And if you focus on gluten-free and some of those other drivers, non-GMO, et cetera, then sales were up even more, even in plant-based. My point is this: I don't think companies are really aware of or paying attention to what we're talking about in terms of grass-fed. And so when you talk about someone like Maple Hill, whose cows live longer, they're healthier, they're stronger, they produce tremendously and have a really high quality product, that's where the future is.

And I want to go one step further. I was actually talking about this with Gary Hirshberg, John Foraker and other thought leaders in our industry. We were talking about the fact that we don't remember people having food allergies when we were younger like they have today. And so, I would liken that to better living through chemistry. So, I always say, "If you are what you eat, then what you eat matters." And what I mean by that is that from a nutritional standpoint, as you were saying, if I eat something that's processed or that's not authentic, that's not transparent, I'm not getting the nutrients that my body needs.

So, if I'm drinking grass-fed milk, I'm getting what Mother Nature intended me to have and therefore, it's fueling my body, giving my body more of the nutritional requirements that it needs. And I agree with you 100%. That's what's fueling this ripple, which is aligning nicely with that millennial consumer who reads labels and goes beyond the four corners of the package.
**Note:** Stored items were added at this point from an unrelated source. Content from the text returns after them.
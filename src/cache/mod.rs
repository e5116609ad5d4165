//! # Cache
//!
//! The ephemeral key/value + set store backing full-hash verdicts,
//! per-list threat cursors, the index counter, and the prefix-membership
//! bloom set (spec.md §3, §4.6). A single Redis tier — unlike the
//! teacher's `database/cache.rs`, which layers L1 (moka)/L2 (sled)/L3
//! (redis), spec.md names Redis as the sole cache authority and the
//! Prefix Store (not a local disk tier) backs durability, so the L1/L2
//! tiers are dropped here (see DESIGN.md).

use redis::aio::ConnectionManager;
use redis::AsyncCommands;
use std::time::Duration;

use crate::error::AppError;

/// Cache key builder for consistent key generation, ported from the
/// teacher's `CacheKeyBuilder`.
pub struct CacheKeyBuilder {
    parts: Vec<String>,
}

impl CacheKeyBuilder {
    pub fn new() -> Self {
        Self { parts: Vec::new() }
    }

    pub fn part(mut self, part: impl ToString) -> Self {
        self.parts.push(part.to_string());
        self
    }

    pub fn build(self) -> String {
        self.parts.join(":")
    }
}

impl Default for CacheKeyBuilder {
    fn default() -> Self {
        Self::new()
    }
}

/// Cache key prefix for Safe-Browsing-confirmed full-hash verdicts.
pub const FULL_HASH_PREFIX: &str = "fullHash";

/// Cache key for the prefix-membership mirror set (spec.md's `PrefixMembershipSet`).
pub const PREFIX_HASHES_SET: &str = "prefixHashes";

/// Cache key for the monotonic index counter.
pub const IDX_KEY: &str = "idx";

/// Cache key for a per-list threat cursor.
pub fn state_key(list: &str) -> String {
    CacheKeyBuilder::new().part("state").part(list).build()
}

/// Cache key for a Safe-Browsing-confirmed full-hash verdict.
pub fn full_hash_key(hash: &str) -> String {
    CacheKeyBuilder::new().part(FULL_HASH_PREFIX).part(hash).build()
}

/// Thin typed wrapper over a shared Redis connection manager.
#[derive(Clone)]
pub struct Cache {
    conn: ConnectionManager,
}

impl Cache {
    pub async fn connect(redis_url: &str) -> Result<Self, AppError> {
        let client = redis::Client::open(redis_url)
            .map_err(|e| AppError::StoreError(format!("invalid redis url: {e}")))?;
        let conn = ConnectionManager::new(client)
            .await
            .map_err(|e| AppError::StoreError(format!("failed to connect to redis: {e}")))?;

        let cache = Self { conn };
        cache.seed_defaults().await?;
        Ok(cache)
    }

    /// Seed `idx` and the three per-list cursors to their documented
    /// initial values (spec.md §3), mirroring `store/store.go`'s
    /// `ConnectRedis` which `SetNX`s the same four keys at connect time.
    async fn seed_defaults(&self) -> Result<(), AppError> {
        let mut conn = self.conn.clone();
        let _: bool = conn.set_nx(IDX_KEY, 0i64).await?;
        for list in ["MALWARE", "SOCIAL_ENGINEERING", "UNWANTED_SOFTWARE"] {
            let _: bool = conn.set_nx(state_key(list), "").await?;
        }
        Ok(())
    }

    /// `GET key`.
    pub async fn get(&self, key: &str) -> Result<Option<String>, AppError> {
        let mut conn = self.conn.clone();
        let value: Option<String> = conn.get(key).await?;
        Ok(value)
    }

    /// `SET key value EX ttl_secs`. A `ttl` of `None` sets with no expiry.
    pub async fn set(&self, key: &str, value: &str, ttl: Option<Duration>) -> Result<(), AppError> {
        let mut conn = self.conn.clone();
        match ttl {
            Some(ttl) => {
                let _: () = conn.set_ex(key, value, ttl.as_secs()).await?;
            }
            None => {
                let _: () = conn.set(key, value).await?;
            }
        }
        Ok(())
    }

    /// `SETNX key value` — atomic set-if-absent, no TTL (used for BlacklistEntry writes).
    pub async fn set_if_absent(&self, key: &str, value: &str) -> Result<bool, AppError> {
        let mut conn = self.conn.clone();
        let set: bool = conn.set_nx(key, value).await?;
        Ok(set)
    }

    /// Read the `idx` counter.
    pub async fn get_idx(&self) -> Result<i64, AppError> {
        let mut conn = self.conn.clone();
        let value: Option<i64> = conn.get(IDX_KEY).await?;
        Ok(value.unwrap_or(0))
    }

    /// Persist the `idx` counter.
    pub async fn set_idx(&self, value: i64) -> Result<(), AppError> {
        let mut conn = self.conn.clone();
        let _: () = conn.set(IDX_KEY, value).await?;
        Ok(())
    }

    /// `SADD prefixHashes member...`.
    pub async fn add_prefix_members(&self, prefixes: &[String]) -> Result<(), AppError> {
        if prefixes.is_empty() {
            return Ok(());
        }
        let mut conn = self.conn.clone();
        let _: () = conn.sadd(PREFIX_HASHES_SET, prefixes).await?;
        Ok(())
    }

    /// `SMISMEMBER prefixHashes member...` — parallel membership test.
    pub async fn prefix_members(&self, prefixes: &[String]) -> Result<Vec<bool>, AppError> {
        if prefixes.is_empty() {
            return Ok(Vec::new());
        }
        let mut conn = self.conn.clone();
        let result: Vec<bool> = conn.smismember(PREFIX_HASHES_SET, prefixes).await?;
        Ok(result)
    }

    /// Execute a best-effort pipeline: failures are logged, never propagated,
    /// since every write in this system is idempotent (spec.md §4.6).
    pub async fn pipeline_set_ex(&self, entries: Vec<(String, String, Duration)>) {
        if entries.is_empty() {
            return;
        }
        let mut pipe = redis::pipe();
        for (key, value, ttl) in &entries {
            pipe.set_ex(key, value, ttl.as_secs());
        }

        let mut conn = self.conn.clone();
        let result: Result<(), redis::RedisError> = pipe.query_async(&mut conn).await;
        if let Err(e) = result {
            tracing::warn!(error = %e, count = entries.len(), "cache pipeline failed, relying on next cycle");
        }
    }

    /// Execute a best-effort set-if-absent pipeline (used by the Blacklist Loader).
    pub async fn pipeline_set_nx(&self, entries: Vec<(String, String)>) {
        if entries.is_empty() {
            return;
        }
        let mut pipe = redis::pipe();
        for (key, value) in &entries {
            pipe.cmd("SETNX").arg(key).arg(value);
        }

        let mut conn = self.conn.clone();
        let result: Result<(), redis::RedisError> = pipe.query_async(&mut conn).await;
        if let Err(e) = result {
            tracing::warn!(error = %e, count = entries.len(), "blacklist pipeline failed, batch skipped");
        }
    }

    /// Stage and atomically apply the per-list cursor advancement at the
    /// end of an update cycle (spec.md §4.3 step 4: "execute the cursor
    /// pipeline atomically").
    pub async fn advance_cursors(&self, cursors: Vec<(String, String)>) -> Result<(), AppError> {
        if cursors.is_empty() {
            return Ok(());
        }
        let mut pipe = redis::pipe();
        for (list, new_state) in &cursors {
            pipe.set(state_key(list), new_state);
        }

        let mut conn = self.conn.clone();
        let _: () = pipe
            .query_async(&mut conn)
            .await
            .map_err(|e| AppError::StoreError(format!("cursor pipeline failed: {e}")))?;
        Ok(())
    }
}

#[cfg(test)]
mod tests {
    use super::*;

    #[test]
    fn cache_key_builder_joins_with_colon() {
        let key = CacheKeyBuilder::new().part("fullHash").part("abc123").build();
        assert_eq!(key, "fullHash:abc123");
    }

    #[test]
    fn full_hash_key_matches_spec_convention() {
        assert_eq!(full_hash_key("XXX"), "fullHash:XXX");
    }

    #[test]
    fn state_key_matches_spec_convention() {
        assert_eq!(state_key("MALWARE"), "state:MALWARE");
    }
}
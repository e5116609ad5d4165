//! url-safety-checker — process entry point.
//!
//! Straight-line startup grounded in `examples/original_source/main.go`:
//! load configuration, connect the Prefix Store and Cache, load any
//! blacklist files named on the command line (one task per file,
//! spec.md §5), spawn the Updater, then serve the HTTP surface until a
//! shutdown signal arrives.

use std::path::PathBuf;
use std::sync::Arc;
use tokio_util::sync::CancellationToken;

use url_safety_checker::api::{build_router, AppState};
use url_safety_checker::blacklist::BlacklistLoader;
use url_safety_checker::cache::Cache;
use url_safety_checker::config::Config;
use url_safety_checker::lookup::LookupPipeline;
use url_safety_checker::safebrowsing::SafeBrowsingClient;
use url_safety_checker::store::pool::{ConnectionPool, DatabaseConfig};
use url_safety_checker::store::PrefixStore;
use url_safety_checker::updater::Updater;

#[tokio::main]
async fn main() -> anyhow::Result<()> {
    tracing_subscriber::fmt()
        .with_env_filter(tracing_subscriber::EnvFilter::from_default_env())
        .init();

    let config = Config::from_env()?;
    tracing::info!(port = config.port, "starting url-safety-checker");

    let db_config = DatabaseConfig {
        url: config.db_url.clone(),
        ..Default::default()
    };
    let pool = ConnectionPool::connect(db_config).await?;
    let store = PrefixStore::new(pool);

    let cache = Cache::connect(&config.redis_url).await?;
    let client = SafeBrowsingClient::new(config.google_api_key.clone());

    let shutdown = CancellationToken::new();

    let updater = Updater::new(client.clone(), store.clone(), cache.clone());
    let updater_shutdown = shutdown.clone();
    let updater_handle = tokio::spawn(async move { updater.run(updater_shutdown).await });

    let blacklist_files: Vec<PathBuf> = std::env::args().skip(1).map(PathBuf::from).collect();
    let loader = BlacklistLoader::new(cache.clone());
    let mut blacklist_handles = Vec::with_capacity(blacklist_files.len());
    for path in blacklist_files {
        let loader = loader.clone();
        blacklist_handles.push(tokio::spawn(async move {
            if let Err(e) = loader.load_file(&path).await {
                tracing::error!(error = %e, file = ?path, "failed to load blacklist file");
            }
        }));
    }

    let pipeline = LookupPipeline::new(cache.clone(), store.clone(), client);
    let state = Arc::new(AppState { pipeline });
    let app = build_router(state);

    let listener = tokio::net::TcpListener::bind(("0.0.0.0", config.port)).await?;
    tracing::info!(addr = %listener.local_addr()?, "listening");

    let server_shutdown = shutdown.clone();
    axum::serve(listener, app)
        .with_graceful_shutdown(async move {
            let ctrl_c = async {
                tokio::signal::ctrl_c().await.expect("failed to install ctrl-c handler");
            };
            #[cfg(unix)]
            let terminate = async {
                tokio::signal::unix::signal(tokio::signal::unix::SignalKind::terminate())
                    .expect("failed to install sigterm handler")
                    .recv()
                    .await;
            };
            #[cfg(not(unix))]
            let terminate = std::future::pending::<()>();

            tokio::select! {
                _ = ctrl_c => {}
                _ = terminate => {}
            }

            tracing::info!("shutdown signal received, stopping new updater cycles");
            server_shutdown.cancel();
        })
        .await?;

    updater_handle.abort();
    for handle in blacklist_handles {
        let _ = handle.await;
    }

    tracing::info!("shutdown complete");
    Ok(())
}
They look at the label, but they also do the research. And they want to know what's going on in the package, and they probably know better from a nutritional standpoint what they're putting in their mouth than even the nutritionist and the other people at the store because they're so laser-focused on what makes the most sense for them.

Any thoughts around that?

Steve: Yeah, well, again, I think you go back to the macro issue here. When the human species has been around for 30,000 years ... I think I'm right on that… So, for 30,000 years we ate really naturally produced products. Then over the last 100 years, we changed all the inputs. We ate high fructose corn syrup, it replaced sugar, all the things ... and sugar levels at obscene levels. I mean, we have sugars and then tobacco. But you basically changed all those and then you walk around and you go, "Well gosh, why's everybody obese?" Well, we changed all the inputs. And we're calorie consuming furnaces. And we changed all the calories. So, that's one level.
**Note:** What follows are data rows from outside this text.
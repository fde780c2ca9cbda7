/// Default deployment probed when no base URL is given
pub const DEFAULT_BASE_URL: &str = "https://agent-alarm-3.preview.emergentagent.com/api";

/// Harness configuration
pub struct Config {
    /// Base URL of the portal API, including the `/api` prefix
    pub base_url: String,

    /// Per-request timeout (s)
    pub timeout_secs: u64,

    /// Print the full result log as JSON at the end of the run
    pub show_results: bool,
}

impl Default for Config {
    fn default() -> Self {
        Self {
            base_url: DEFAULT_BASE_URL.to_string(),
            timeout_secs: 30,
            show_results: false,
        }
    }
}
The second level is you think large caps have got a problem today. Think about the next five years. In the next five years, millennial purchasing power in the US is going to go up 1.5 trillion dollars. Baby boomer purchasing power is going to go down 400 billion dollars. So, you have a two trillion dollar change in demand coming. If 10% of that is retail food products, right, that is 200 billion dollars of demand shift.

Dan: Yes.

Steve: To these products. That's why I think we're only in the first pitch of the first inning of Armageddon for the large caps because their brands are obsolete, and their consumers are going to die. And the next generation of consumers are never going to embrace those. And they might do some stuff short term like take sugar down, but they're not going to attract new users. One of the beautiful things about the Evol product line? You know, Phil Anson did a terrific job on that business, and he got a phenomenal relationship with Target. So, we invested ... he was doing $17 million dollars, four was at Target but he had a big Made to Matter launch coming. The next year he did like $40 million dollars, and 20 was at Target. The next year he did $70 million dollars and there was like $30 million at Target.
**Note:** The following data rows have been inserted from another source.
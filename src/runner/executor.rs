use anyhow::Result;
use uuid::Uuid;

use super::context::RunContext;
use super::events::{ConsoleEventListener, EventEmitter, TestEvent};
use super::state::{CaseState, SessionState, SuiteState, TestSummary};
use crate::client::ApiClient;
use crate::suites::Suite;

/// Drives suites case by case against one client session.
///
/// A case failure is recorded and the run continues with the next case;
/// nothing short of a panic aborts the sweep.
pub struct SuiteExecutor {
    client: ApiClient,
    context: RunContext,
    session: SessionState,
    emitter: EventEmitter,
    listener: Option<tokio::task::JoinHandle<()>>,
}

impl SuiteExecutor {
    pub fn new(client: ApiClient) -> Self {
        let (emitter, receiver) = EventEmitter::new();

        // Console rendering happens off the execution path; the handle is
        // joined in finish() so the summary always lands before we return
        let listener = tokio::spawn(ConsoleEventListener::listen(receiver));

        Self {
            client,
            context: RunContext::new(),
            session: SessionState::new(&Uuid::new_v4().to_string()),
            emitter,
            listener: Some(listener),
        }
    }

    pub fn start(&mut self, base_url: &str) {
        self.session.start();
        self.emitter.emit(TestEvent::SessionStarted {
            session_id: self.session.session_id.clone(),
            base_url: base_url.to_string(),
        });
    }

    /// Run one suite to completion, recording a verdict per case.
    pub async fn run_suite(&mut self, suite: &Suite) {
        // Fresh capture bag per suite, matching one script per process
        self.context = RunContext::new();

        let case_states: Vec<CaseState> = suite
            .cases
            .iter()
            .enumerate()
            .map(|(i, case)| CaseState::new(i, case.name))
            .collect();
        let mut suite_state = SuiteState::new(suite.name, suite.title, case_states);

        self.emitter.emit(TestEvent::SuiteStarted {
            suite_name: suite.name.to_string(),
            title: suite.title.to_string(),
            case_count: suite.cases.len(),
        });
        suite_state.start();

        for (i, case) in suite.cases.iter().enumerate() {
            let Some(case_state) = suite_state.cases.get_mut(i) else {
                continue;
            };
            case_state.start();

            self.emitter.emit(TestEvent::CaseStarted {
                suite_name: suite.name.to_string(),
                index: i,
                case_name: case.name.to_string(),
            });

            match (case.run)(&self.client, &mut self.context).await {
                Ok(pass) => {
                    case_state.pass(pass.message.clone(), pass.snapshot);
                    let duration = case_state.duration_ms.unwrap_or(0);

                    self.emitter.emit(TestEvent::CasePassed {
                        suite_name: suite.name.to_string(),
                        index: i,
                        message: pass.message,
                        duration_ms: duration,
                    });
                }
                Err(e) => {
                    let error_msg = e.to_string();
                    case_state.fail(error_msg.clone());
                    let duration = case_state.duration_ms.unwrap_or(0);

                    self.emitter.emit(TestEvent::CaseFailed {
                        suite_name: suite.name.to_string(),
                        index: i,
                        error: error_msg,
                        duration_ms: duration,
                    });
                }
            }
        }

        suite_state.finish();

        self.emitter.emit(TestEvent::SuiteFinished {
            suite_name: suite.name.to_string(),
            status: suite_state.status.clone(),
            duration_ms: suite_state.total_duration_ms,
        });

        self.session.add_suite(suite_state);
    }

    /// Close the session, print the optional result log, return the summary.
    pub async fn finish(&mut self, show_results: bool) -> Result<TestSummary> {
        self.session.finish();
        let summary = self.session.summary();

        self.emitter.emit(TestEvent::SessionFinished {
            summary: summary.clone(),
        });

        // The listener exits after printing the summary; wait for it so the
        // result log below cannot interleave with event output
        if let Some(listener) = self.listener.take() {
            let _ = listener.await;
        }

        if show_results {
            let report = self.session.to_report();
            println!("\n{}", serde_json::to_string_pretty(&report)?);
        }

        Ok(summary)
    }
}

#[cfg(test)]
mod tests {
    use super::*;
    use crate::config::Config;
    use crate::runner::state::CaseStatus;
    use crate::suites::{CaseDef, CasePass, CaseResult};

    async fn missing_prereq(_client: &ApiClient, ctx: &mut RunContext) -> CaseResult {
        let _ = ctx.request_id()?;
        Ok(CasePass::new("unreachable"))
    }

    async fn capture_request(_client: &ApiClient, ctx: &mut RunContext) -> CaseResult {
        ctx.request_id = Some("req-1".to_string());
        Ok(CasePass::new("captured"))
    }

    fn wired_suite() -> crate::suites::Suite {
        crate::suites::Suite {
            name: "wired",
            title: "Wired Cases",
            cases: vec![
                CaseDef::new("Missing Prereq", |c, ctx| Box::pin(missing_prereq(c, ctx))),
                CaseDef::new("Capture Request", |c, ctx| {
                    Box::pin(capture_request(c, ctx))
                }),
            ],
        }
    }

    #[tokio::test]
    async fn test_failed_case_does_not_stop_the_suite() {
        let client = ApiClient::new(&Config::default());
        let mut executor = SuiteExecutor::new(client);

        executor.start("http://localhost:0/api");
        executor.run_suite(&wired_suite()).await;
        let summary = executor.finish(false).await.unwrap();

        assert_eq!(summary.passed, 1);
        assert_eq!(summary.failed, 1);
        assert_eq!(summary.passed + summary.failed, summary.total_cases);

        let cases = &executor.session.suites[0].cases;
        assert!(
            matches!(&cases[0].status, CaseStatus::Failed { error } if error.contains("no data available")),
            "first case should fail on the missing prerequisite"
        );
        assert_eq!(cases[1].status, CaseStatus::Passed);
    }

    #[tokio::test]
    async fn test_fresh_context_per_suite() {
        let client = ApiClient::new(&Config::default());
        let mut executor = SuiteExecutor::new(client);

        executor.start("http://localhost:0/api");
        executor.run_suite(&wired_suite()).await;
        assert_eq!(executor.context.request_id.as_deref(), Some("req-1"));

        // The id captured in the first run must not satisfy the prerequisite
        // check at the start of the second
        executor.run_suite(&wired_suite()).await;
        let summary = executor.finish(false).await.unwrap();
        assert_eq!(summary.failed, 2);
        assert!(matches!(
            executor.session.suites[1].cases[0].status,
            CaseStatus::Failed { .. }
        ));
    }

    async fn transport_failure(client: &ApiClient, _ctx: &mut RunContext) -> CaseResult {
        client.get("/").await?;
        Ok(CasePass::new("unreachable"))
    }

    #[tokio::test]
    async fn test_transport_error_is_recorded_not_raised() {
        // Port 0 is unroutable, so the request itself fails
        let client = ApiClient::new(&Config {
            base_url: "http://localhost:0/api".to_string(),
            timeout_secs: 1,
            ..Config::default()
        });
        let mut executor = SuiteExecutor::new(client);

        executor.start("http://localhost:0/api");
        executor
            .run_suite(&crate::suites::Suite {
                name: "offline",
                title: "Offline",
                cases: vec![CaseDef::new("Root Endpoint", |c, ctx| {
                    Box::pin(transport_failure(c, ctx))
                })],
            })
            .await;
        let summary = executor.finish(false).await.unwrap();

        assert_eq!(summary.failed, 1);
        assert!(matches!(
            executor.session.suites[0].cases[0].status,
            CaseStatus::Failed { .. }
        ));
    }
}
Target was actually taking a higher percent margin, like a 35% margin, and they were only taking a 22% margin on Lean Cuisine. He was generating as much gross margin at Target as Lean Cuisine was. And that was three years ago.

Dan: Impressive.

Steve: So, you know, this is not ... what you're having is, these have been cute, interesting brands for the large caps to watch and say but oh, it's just too small for me. Well, with that amount of purchasing power shifting away from baby boomers to millennials, you're going to see brands you and I have never heard of. In five years, they'll be 500 million dollar brands. It'll be epic.

Dan: Oh sure.

Steve: And, you know, that's why I'm so excited to be involved in it because it's gone from being natural organic in and of itself to becoming really brands that can be ... our objective is if we find the right 2.0 idea on top of big category, and do it right for millennial moms with money. Our mission is to make sure that those brands are market share leaders with millennials. And that's one of the things about how we look at the category management piece, and you're the expert in this ... but we look at it horizontally, right? My share is, you know, share is Kodiak at Target is 62%. What we need to do is look at it vertically. What is Kodiak's share of the millennial shopper at Target? We don't have those numbers because that is not cut that way. My hunch is Kodiak is doing like 85 to 90 share of millennial pancake share at Target.

And I think as people start looking at the world under that kind of lens, that is really where the power is because as these millennials move into forming families and start going up the earning curve, they're going to reshape the retail landscape. And I don't think anybody appreciates how fast, how fundamentally, and how catastrophic ... because also if you are a large cap, these big baby boomer brands you've been running on really sophisticated equipment for 30 years, so you've got your gross margins dialed into the fifth decimal point. By nature, these new emerging brands are going to be subscale, so they're gonna be 10, 15, 20 points lower gross margin.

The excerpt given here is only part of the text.